聞き込みの結果判ったのは、そんな情報だった。
「……いや、もう、当たりじゃね? 踏み込んで良くね?」
情報を総合すると、トーヤがそう結論を出すのも仕方の無いところだろう。
俺も思うし。
いや、日本だったら無理だろうけどさ。
「そのあたりどうですか、サジウスさん?」
ナツキに話を振られたサジウスもまた頷く。
「中に踏み込むこと自体は、業務の一環として問題ないぞ。だが、お前たちから聞いた話が正しいなら……少し不安があるな」
「一応、サジウスにも対抗魔法はかけるつもりだが……神頼みもしに行くか? サジウス、信仰は?」
調べてみたところ、ピニングの町にもアドヴァストリス様の神殿はあったため、気休め程度ではあるが、俺たちは早朝のうちに礼拝を済ませていた。
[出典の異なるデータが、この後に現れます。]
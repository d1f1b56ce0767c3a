pub const SCHEMA: &str = r#"
-- Accounts; role is fixed at creation
CREATE TABLE IF NOT EXISTS users (
    id INTEGER PRIMARY KEY AUTOINCREMENT,
    email TEXT NOT NULL UNIQUE,
    password_hash TEXT NOT NULL,         -- argon2id PHC string
    role TEXT NOT NULL DEFAULT 'SISWA',
    created_at TEXT NOT NULL
);

-- One profile per student account, created lazily
CREATE TABLE IF NOT EXISTS student_profiles (
    id INTEGER PRIMARY KEY AUTOINCREMENT,
    user_id INTEGER NOT NULL UNIQUE REFERENCES users(id) ON DELETE CASCADE,
    nama TEXT NOT NULL,
    nisn TEXT,
    sekolah TEXT,
    tempat_lahir TEXT,
    tanggal_lahir TEXT,                  -- YYYY-MM-DD
    npsn TEXT,
    nama_orang_tua TEXT,
    alamat TEXT,
    kabupaten TEXT,
    provinsi TEXT,
    eligibility_status TEXT NOT NULL DEFAULT 'MENUNGGU_BK',
    created_at TEXT NOT NULL,
    updated_at TEXT NOT NULL
);

-- Report-card scores
CREATE TABLE IF NOT EXISTS grade_records (
    id INTEGER PRIMARY KEY AUTOINCREMENT,
    student_id INTEGER NOT NULL REFERENCES student_profiles(id) ON DELETE CASCADE,
    semester INTEGER NOT NULL CHECK (semester BETWEEN 1 AND 5),
    subject TEXT NOT NULL,
    score REAL NOT NULL
);

-- Achievements, append-only
CREATE TABLE IF NOT EXISTS achievements (
    id INTEGER PRIMARY KEY AUTOINCREMENT,
    student_id INTEGER NOT NULL REFERENCES student_profiles(id) ON DELETE CASCADE,
    nama TEXT NOT NULL,
    tingkat TEXT,
    tahun INTEGER
);

-- University registrations; the UNIQUE student_id enforces one per student
CREATE TABLE IF NOT EXISTS registrations (
    id INTEGER PRIMARY KEY AUTOINCREMENT,
    student_id INTEGER NOT NULL UNIQUE REFERENCES student_profiles(id) ON DELETE CASCADE,
    choice1_program TEXT NOT NULL,
    choice2_program TEXT,
    accepted_program TEXT,
    status TEXT NOT NULL DEFAULT 'MENUNGGU',
    sent_to_principal INTEGER NOT NULL DEFAULT 0,
    principal_status TEXT,               -- NULL until forwarded or approved
    principal_reason TEXT,
    created_at TEXT NOT NULL
);

-- Landing-page text per audience
CREATE TABLE IF NOT EXISTS home_contents (
    role TEXT PRIMARY KEY,
    title TEXT NOT NULL,
    subtitle TEXT
);

-- Reference data
CREATE TABLE IF NOT EXISTS programs (
    id INTEGER PRIMARY KEY AUTOINCREMENT,
    university_name TEXT NOT NULL,
    name TEXT NOT NULL,

    UNIQUE(university_name, name)
);

CREATE INDEX IF NOT EXISTS idx_grade_records_student ON grade_records(student_id, semester);
CREATE INDEX IF NOT EXISTS idx_achievements_student ON achievements(student_id);
CREATE INDEX IF NOT EXISTS idx_registrations_created ON registrations(created_at);
CREATE INDEX IF NOT EXISTS idx_registrations_principal ON registrations(principal_status);
CREATE INDEX IF NOT EXISTS idx_student_profiles_nama ON student_profiles(nama);
"#;
use chrono::{DateTime, NaiveDate, Utc};
use serde::{Deserialize, Serialize};

use super::{EligibilityStatus, HomeRole, PrincipalStatus, RegistrationStatus, Role};

#[derive(Debug, Clone, Serialize, Deserialize)]
pub struct User {
    pub id: i64,
    pub email: String,
    #[serde(skip)]
    pub password_hash: String,
    pub role: Role,
    pub created_at: DateTime<Utc>,
}

#[derive(Debug, Clone, Serialize, Deserialize)]
#[serde(rename_all = "camelCase")]
pub struct StudentProfile {
    pub id: i64,
    pub user_id: i64,
    pub nama: String,
    pub nisn: Option<String>,
    pub sekolah: Option<String>,
    pub tempat_lahir: Option<String>,
    pub tanggal_lahir: Option<NaiveDate>,
    pub npsn: Option<String>,
    pub nama_orang_tua: Option<String>,
    pub alamat: Option<String>,
    pub kabupaten: Option<String>,
    pub provinsi: Option<String>,
    pub eligibility_status: EligibilityStatus,
    pub created_at: DateTime<Utc>,
    pub updated_at: DateTime<Utc>,
}

impl StudentProfile {
    /// A profile is complete once name, NISN and school are filled in.
    #[must_use]
    pub fn is_complete(&self) -> bool {
        let filled = |v: &Option<String>| v.as_deref().is_some_and(|s| !s.trim().is_empty());
        !self.nama.trim().is_empty() && filled(&self.nisn) && filled(&self.sekolah)
    }
}

/// One report-card score ("nilai rapor").
#[derive(Debug, Clone, Serialize, Deserialize)]
#[serde(rename_all = "camelCase")]
pub struct GradeRecord {
    pub id: i64,
    #[serde(rename = "siswaId")]
    pub student_id: i64,
    pub semester: i64,
    #[serde(rename = "mataPelajaran")]
    pub subject: String,
    #[serde(rename = "nilai")]
    pub score: f64,
}

/// A student achievement ("prestasi").
#[derive(Debug, Clone, Serialize, Deserialize)]
#[serde(rename_all = "camelCase")]
pub struct Achievement {
    pub id: i64,
    #[serde(rename = "siswaId")]
    pub student_id: i64,
    pub nama: String,
    pub tingkat: Option<String>,
    pub tahun: Option<i64>,
}

/// A university registration ("pendaftaran"). At most one per student.
#[derive(Debug, Clone, Serialize, Deserialize)]
pub struct Registration {
    pub id: i64,
    pub student_id: i64,
    pub choice1_program: String,
    pub choice2_program: Option<String>,
    pub accepted_program: Option<String>,
    pub status: RegistrationStatus,
    pub sent_to_principal: bool,
    pub principal_status: Option<PrincipalStatus>,
    pub principal_reason: Option<String>,
    pub created_at: DateTime<Utc>,
}

#[derive(Debug, Clone)]
pub struct NewRegistration {
    pub student_id: i64,
    pub choice1_program: String,
    pub choice2_program: Option<String>,
    pub sent_to_principal: bool,
    pub principal_status: Option<PrincipalStatus>,
}

#[derive(Debug, Clone, Serialize, Deserialize)]
pub struct HomeContent {
    pub role: HomeRole,
    pub title: String,
    pub subtitle: Option<String>,
}

/// Static reference row: a study program offered by a university.
#[derive(Debug, Clone, PartialEq, Eq, Serialize, Deserialize)]
pub struct Program {
    #[serde(rename = "prodi")]
    pub name: String,
    #[serde(rename = "universitas")]
    pub university_name: String,
}
use chrono::NaiveDate;

use super::number::registration_number;
use crate::types::{Registration, StudentProfile};

/// Parses a birth date given either as `YYYY-MM-DD` or as an RFC3339 timestamp (date part kept).
pub fn parse_birth_date(input: &str) -> Option<NaiveDate> {
    let input = input.trim();
    NaiveDate::parse_from_str(input, "%Y-%m-%d").ok().or_else(|| {
        chrono::DateTime::parse_from_rfc3339(input)
            .ok()
            .map(|dt| dt.date_naive())
    })
}

/// True only when the supplied number regenerates exactly and the birth date matches the
/// profile. Callers must not reveal which of the two checks failed.
#[must_use]
pub fn matches_announcement(
    reg: &Registration,
    profile: &StudentProfile,
    number: &str,
    birth_date: NaiveDate,
) -> bool {
    let expected = registration_number(reg.id, &reg.created_at);
    expected == number.trim() && profile.tanggal_lahir == Some(birth_date)
}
なので、サジウスにも聞いてみたのだが、彼は首を振る。
「生まれた家の近くにイグリマイヤー様の神殿があったから、親しみがあるのはイグリマイヤー様だが、信者というわけではない。こんな時だけ加護を願っても、ダメだろう」
神様が実在するこの世界ではあるが、この国の場合、思った以上に熱心な信者という存在を見かけない。
神殿の近くを通れば立ち寄って、お賽銭を入れ、祈りを捧げる。
しかし、熱心に宗教行事に参加したり、厳密な戒律を守ったり、『神のご意志だ!』などというような偏執なところは無い。
信じていないというわけでは無く、神に縋ったりしないというか……日本人の感覚にも近い物があり、俺たちとしては結構やりやすい。
もちろん、神が実在している以上、日本ほどに緩くは無いのだが。
「それじゃ、もし戦闘になった場合は、サジウスには後ろに下がっててもらおう。でも、もし魅了されたりしたら、ちょーっと、手荒く止めることになるかもしれないから、その時はゴメンね?」
「……できれば手加減して欲しいがな。まあ、仕方ない。受け入れよう」
ウィンクしながら手を合わせるユキを見て、サジウスは苦笑しながらも頷いた。